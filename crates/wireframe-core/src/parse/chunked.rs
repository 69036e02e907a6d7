use crate::error::{codes, WireError};

/// Result of one [`ChunkedDecoder::decode`] call.
#[derive(Debug, Clone, Copy)]
pub struct ChunkProgress {
    pub consumed: usize,
    pub is_last: bool,
}

#[derive(Debug, Clone, Copy, PartialEq, Eq)]
enum State {
    Size,
    SizeExt,
    SizeCr,
    Data,
    DataCr,
    DataLf,
    TrailerLineStart,
    TrailerLine,
    TrailerLineCr,
    TrailerCr,
    Done,
}

/// Incremental decoder for `Transfer-Encoding: chunked` bodies. May decode
/// several whole chunks in a single [`decode`](Self::decode)
/// call; if the input runs out mid-chunk the decoder remembers exactly
/// where it was and resumes on the next call, same discipline as
/// [`crate::parse::head::HeadParser`].
pub struct ChunkedDecoder {
    state: State,
    size_acc: Vec<u8>,
    remaining: u64,
}

impl Default for ChunkedDecoder {
    fn default() -> Self {
        Self::new()
    }
}

impl ChunkedDecoder {
    pub fn new() -> Self {
        Self {
            state: State::Size,
            size_acc: Vec::new(),
            remaining: 0,
        }
    }

    pub fn is_done(&self) -> bool {
        self.state == State::Done
    }

    /// Feed readable bytes (as up to two iovec-like slices), appending
    /// decoded payload bytes to `out`. Trailer headers, if any, are scanned
    /// past but never surfaced.
    pub fn decode(
        &mut self,
        regions: (&[u8], &[u8]),
        out: &mut Vec<u8>,
    ) -> Result<ChunkProgress, WireError> {
        if self.state == State::Done {
            return Ok(ChunkProgress {
                consumed: 0,
                is_last: true,
            });
        }
        let mut consumed = 0usize;
        for &byte in regions.0.iter().chain(regions.1.iter()) {
            consumed += 1;
            self.step(byte, out)?;
            if self.state == State::Done {
                return Ok(ChunkProgress {
                    consumed,
                    is_last: true,
                });
            }
        }
        Ok(ChunkProgress {
            consumed,
            is_last: false,
        })
    }

    fn step(&mut self, byte: u8, out: &mut Vec<u8>) -> Result<(), WireError> {
        match self.state {
            State::Size => {
                if byte == b';' {
                    self.state = State::SizeExt;
                } else if byte == b'\r' {
                    self.finish_size_line()?;
                } else if byte == b'\n' {
                    return Err(invalid_chunk("bare LF in chunk size line"));
                } else if byte.is_ascii_hexdigit() {
                    self.size_acc.push(byte);
                } else {
                    return Err(invalid_chunk("non-hex byte in chunk size"));
                }
            }
            State::SizeExt => {
                if byte == b'\r' {
                    self.finish_size_line()?;
                } else if byte == b'\n' {
                    return Err(invalid_chunk("bare LF in chunk extension"));
                }
                // other bytes: chunk-extension content, discarded.
            }
            State::SizeCr => {
                if byte == b'\n' {
                    self.state = if self.remaining == 0 {
                        State::TrailerLineStart
                    } else {
                        State::Data
                    };
                } else {
                    return Err(invalid_chunk("expected LF after chunk-size CR"));
                }
            }
            State::Data => {
                out.push(byte);
                self.remaining -= 1;
                if self.remaining == 0 {
                    self.state = State::DataCr;
                }
            }
            State::DataCr => {
                if byte == b'\r' {
                    self.state = State::DataLf;
                } else {
                    return Err(invalid_chunk("expected CR after chunk data"));
                }
            }
            State::DataLf => {
                if byte == b'\n' {
                    self.size_acc.clear();
                    self.state = State::Size;
                } else {
                    return Err(invalid_chunk("expected LF after chunk data CR"));
                }
            }
            State::TrailerLineStart => {
                if byte == b'\r' {
                    self.state = State::TrailerCr;
                } else if byte == b'\n' {
                    return Err(invalid_chunk("bare LF at trailer line start"));
                } else {
                    self.state = State::TrailerLine;
                }
            }
            State::TrailerLine => {
                if byte == b'\r' {
                    self.state = State::TrailerLineCr;
                } else if byte == b'\n' {
                    return Err(invalid_chunk("bare LF in trailer line"));
                }
                // trailer header content: discarded.
            }
            State::TrailerLineCr => {
                if byte == b'\n' {
                    self.state = State::TrailerLineStart;
                } else {
                    return Err(invalid_chunk("expected LF after trailer CR"));
                }
            }
            State::TrailerCr => {
                if byte == b'\n' {
                    self.state = State::Done;
                } else {
                    return Err(invalid_chunk("expected LF after final CR"));
                }
            }
            State::Done => unreachable!("decode() returns before stepping past Done"),
        }
        Ok(())
    }

    fn finish_size_line(&mut self) -> Result<(), WireError> {
        if self.size_acc.is_empty() {
            return Err(invalid_chunk("missing chunk size"));
        }
        let s = std::str::from_utf8(&self.size_acc)
            .map_err(|_| invalid_chunk("non-utf8 chunk size"))?;
        let size = u64::from_str_radix(s, 16)
            .map_err(|_| WireError::new(codes::INVALID_CHUNK_LENGTH, "invalid chunk length"))?;
        self.remaining = size;
        self.state = State::SizeCr;
        Ok(())
    }
}

fn invalid_chunk(msg: &'static str) -> WireError {
    WireError::new(codes::INVALID_CHUNK_FORMAT, msg)
}

/// Encode one chunk. Data chunks use `encode(bytes, false)`; the final
/// data-bearing chunk (if any) and the zero-length terminator are both
/// produced by a single `encode(bytes, true)` call.
pub fn encode(bytes: &[u8], is_last: bool) -> Vec<u8> {
    let mut out = Vec::with_capacity(bytes.len() + 16);
    if !bytes.is_empty() {
        out.extend_from_slice(format!("{:x}\r\n", bytes.len()).as_bytes());
        out.extend_from_slice(bytes);
        out.extend_from_slice(b"\r\n");
    }
    if is_last {
        out.extend_from_slice(b"0\r\n\r\n");
    }
    out
}

#[cfg(test)]
mod tests {
    use super::*;

    fn decode_all(input: &[u8]) -> (Vec<u8>, bool) {
        let mut dec = ChunkedDecoder::new();
        let mut out = Vec::new();
        let mut offset = 0;
        let mut is_last = false;
        while offset < input.len() {
            let progress = dec.decode((&input[offset..], &[]), &mut out).unwrap();
            offset += progress.consumed;
            if progress.is_last {
                is_last = true;
                break;
            }
        }
        (out, is_last)
    }

    #[test]
    fn decodes_two_chunks_and_terminator() {
        let wire = b"5\r\nhello\r\n6\r\n world\r\n0\r\n\r\n";
        let (body, is_last) = decode_all(wire);
        assert!(is_last);
        assert_eq!(body, b"hello world");
    }

    #[test]
    fn roundtrip_arbitrary_partition() {
        let data = b"the quick brown fox jumps over the lazy dog".to_vec();
        let blocks: Vec<&[u8]> = vec![&data[0..10], &data[10..25], &data[25..]];
        let mut wire = Vec::new();
        for (i, block) in blocks.iter().enumerate() {
            let is_last = i == blocks.len() - 1;
            wire.extend(encode(block, is_last));
        }
        let (decoded, is_last) = decode_all(&wire);
        assert!(is_last);
        assert_eq!(decoded, data);
    }

    #[test]
    fn single_byte_at_a_time_matches_whole() {
        let wire = b"3\r\nabc\r\n0\r\n\r\n";
        let (whole, _) = decode_all(wire);

        let mut dec = ChunkedDecoder::new();
        let mut out = Vec::new();
        for b in wire {
            if dec.is_done() {
                break;
            }
            dec.decode((std::slice::from_ref(b), &[]), &mut out).unwrap();
        }
        assert_eq!(whole, out);
    }

    #[test]
    fn rejects_invalid_hex_size() {
        let mut dec = ChunkedDecoder::new();
        let mut out = Vec::new();
        let err = dec.decode((b"zz\r\n", &[]), &mut out).unwrap_err();
        assert_eq!(err.code(), codes::INVALID_CHUNK_FORMAT);
    }

    #[test]
    fn trailers_are_scanned_and_discarded() {
        let wire = b"4\r\ntest\r\n0\r\nX-Trailer: ignored\r\n\r\n";
        let (body, is_last) = decode_all(wire);
        assert!(is_last);
        assert_eq!(body, b"test");
    }
}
****************************************
Task to carry out –
From the records above, copy out the line with "pub fn is_done(&self)", the line with "else if byte.is_ascii_hexdigit()", and every line between them, word for word.

Problem solution –
    pub fn is_done(&self) -> bool {
        self.state == State::Done
    }

    /// Feed readable bytes (as up to two iovec-like slices), appending
    /// decoded payload bytes to `out`. Trailer headers, if any, are scanned
    /// past but never surfaced.
    pub fn decode(
        &mut self,
        regions: (&[u8], &[u8]),
        out: &mut Vec<u8>,
    ) -> Result<ChunkProgress, WireError> {
        if self.state == State::Done {
            return Ok(ChunkProgress {
                consumed: 0,
                is_last: true,
            });
        }
        let mut consumed = 0usize;
        for &byte in regions.0.iter().chain(regions.1.iter()) {
            consumed += 1;
            self.step(byte, out)?;
            if self.state == State::Done {
                return Ok(ChunkProgress {
                    consumed,
                    is_last: true,
                });
            }
        }
        Ok(ChunkProgress {
            consumed,
            is_last: false,
        })
    }

    fn step(&mut self, byte: u8, out: &mut Vec<u8>) -> Result<(), WireError> {
        match self.state {
            State::Size => {
                if byte == b';' {
                    self.state = State::SizeExt;
                } else if byte == b'\r' {
                    self.finish_size_line()?;
                } else if byte == b'\n' {
                    return Err(invalid_chunk("bare LF in chunk size line"));
                } else if byte.is_ascii_hexdigit() {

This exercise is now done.